When you hurt an investor after he has already invested, you may flatter him later, but he will return with a calculator of pain. He will ask: “If I build a US$17 billion refinery, who guarantees crude supply? Who guarantees port rights? Who guarantees tariff stability? Who guarantees that I will not be trapped between ministries, port authorities, land offices, energy regulators, tax officials, local authorities, and middlemen?”
That is where Tanzania risks losing before the fight even begins.
Kenya is not paradise. Kenya has corruption, political drama, bureaucracy, and its own investment risks. But when two countries compete for a mega project, patriotism does not decide the winner. Bankability does. Where can the project reach financial close more easily? Where is the port more ready? Where is the market pull stronger? Where is the political champion clearer? Where is the risk of post-investment rule change lower?
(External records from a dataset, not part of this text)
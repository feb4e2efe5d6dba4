use circa::{
    graph::{BranchId, TermId},
    runtime::{value::TaggedValue, vm::run_branch},
    script::{load_script, parse_script},
    world::World,
};

fn load(world: &mut World, text: &str) -> BranchId {
    let branch = world.create_branch(None);
    let script = parse_script(text).unwrap();
    load_script(world, branch, &script, None).unwrap();
    branch
}

fn run(world: &mut World, branch: BranchId) {
    let stack = run_branch(world, branch).unwrap();
    assert!(stack.failure().is_none(), "{:?}", stack.failure());
}

fn value(world: &World, term: TermId) -> TaggedValue {
    world.term(term).value.clone()
}

fn bools(values: &[bool]) -> TaggedValue {
    TaggedValue::list(values.iter().copied().map(TaggedValue::bool).collect())
}

#[test]
fn once_fires_on_the_first_run_only() {
    let mut world = World::new().unwrap();
    let branch = load(&mut world, r#"{ "statements": [{ "let": "first", "value": { "call": "once" } }] }"#);
    let first = world.get_named(branch, "first").unwrap();

    run(&mut world, branch);
    assert_eq!(value(&world, first), TaggedValue::bool(true));
    run(&mut world, branch);
    assert_eq!(value(&world, first), TaggedValue::bool(false));
    run(&mut world, branch);
    assert_eq!(value(&world, first), TaggedValue::bool(false));
}

#[test]
fn each_call_site_of_a_subroutine_has_its_own_state() {
    let mut world = World::new().unwrap();
    let branch = load(
        &mut world,
        r#"{ "statements": [
            { "def": "tick", "body": [{ "expr": { "call": "once" } }] },
            { "let": "a", "value": { "call": "tick" } }
        ] }"#,
    );
    let a = world.get_named(branch, "a").unwrap();
    run(&mut world, branch);
    assert_eq!(value(&world, a), TaggedValue::bool(true));

    let tick = world.get_named(branch, "tick").unwrap();
    let b = world.apply(branch, tick, &[]).unwrap();
    run(&mut world, branch);
    assert_eq!(value(&world, a), TaggedValue::bool(false));
    assert_eq!(value(&world, b), TaggedValue::bool(true));
    assert!(!world.term(b).state.is_null());
}

#[test]
fn every_loop_iteration_keeps_separate_state() {
    let mut world = World::new().unwrap();
    let branch = load(
        &mut world,
        r#"{ "statements": [
            { "for": "x", "in": { "list": [1, 2, 3] }, "body": [
                { "expr": { "call": "once" } }
            ] }
        ] }"#,
    );
    let looped = world.branch(branch).last().unwrap();

    run(&mut world, branch);
    assert_eq!(value(&world, looped), bools(&[true, true, true]));
    assert_eq!(world.term(looped).state.as_list().unwrap().len(), 3);

    run(&mut world, branch);
    assert_eq!(value(&world, looped), bools(&[false, false, false]));
}

#[test]
fn if_block_cases_keep_separate_state() {
    let mut world = World::new().unwrap();
    let branch = load(
        &mut world,
        r#"{ "statements": [
            { "let": "flag", "value": true },
            { "if": [{ "condition": { "ref": "flag" }, "body": [{ "expr": { "call": "once" } }] }],
              "else": [{ "expr": { "call": "once" } }] }
        ] }"#,
    );
    let flag = world.get_named(branch, "flag").unwrap();
    let block = world.branch(branch).last().unwrap();

    run(&mut world, branch);
    assert_eq!(value(&world, block), TaggedValue::bool(true));
    run(&mut world, branch);
    assert_eq!(value(&world, block), TaggedValue::bool(false));

    world.term_mut(flag).value = TaggedValue::bool(false);
    run(&mut world, branch);
    assert_eq!(value(&world, block), TaggedValue::bool(true));

    world.term_mut(flag).value = TaggedValue::bool(true);
    run(&mut world, branch);
    assert_eq!(value(&world, block), TaggedValue::bool(false));
}

#[test]
fn state_seeded_once_then_accumulates() {
    let mut world = World::new().unwrap();
    let branch = load(
        &mut world,
        r#"{ "statements": [
            { "state": "total", "type": "number", "initial": 1.5 },
            { "assign": "total", "value": { "call": "mult", "args": [{ "ref": "total" }, 2.0] } }
        ] }"#,
    );
    let total = world.get_named(branch, "total").unwrap();
    run(&mut world, branch);
    assert_eq!(world.term(total).state, TaggedValue::float(3.0));
    run(&mut world, branch);
    assert_eq!(world.term(total).state, TaggedValue::float(6.0));
    run(&mut world, branch);
    assert_eq!(world.term(total).value, TaggedValue::float(12.0));
}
That is where Tanga may lose, not because it lacks value, but because Tanzania has not built enough reputation for protecting major investment promises.
For now, this is a strategic embarrassment. It does not have to be the end of the story, but it is a major alarm. Tanga may still have a chance. Tanzania may still have a case. But Tanzania’s case will not win by saying, We have a port. It will win by proving, We have a predictable system.
That is what our leaders often refuse to hear: a major investor does not have to hate you in order to leave you. He can praise you in public and invest next door in silence.
And that is what hurts here.
Dangote did not say Tanzania is bad. He did not hold a press conference attacking us. He simply said, in business language, that he is leaning toward Mombasa because of the port, the economy, and fuel consumption. But behind that sentence sits the long memory of Mtwara: gas, diesel, coal, middlemen, presidential intervention, and policy instability.
If Tanzania wants to learn, the lesson is clear: the world of mega investment is not moved by patriotic speeches. It is moved by institutional trust.
So the real question is not whether Dangote has abandoned Tanga. The bigger question is whether Tanzania has built a system capable of carrying Dangote.
And for now, unfortunately, the answer appears to be: not yet.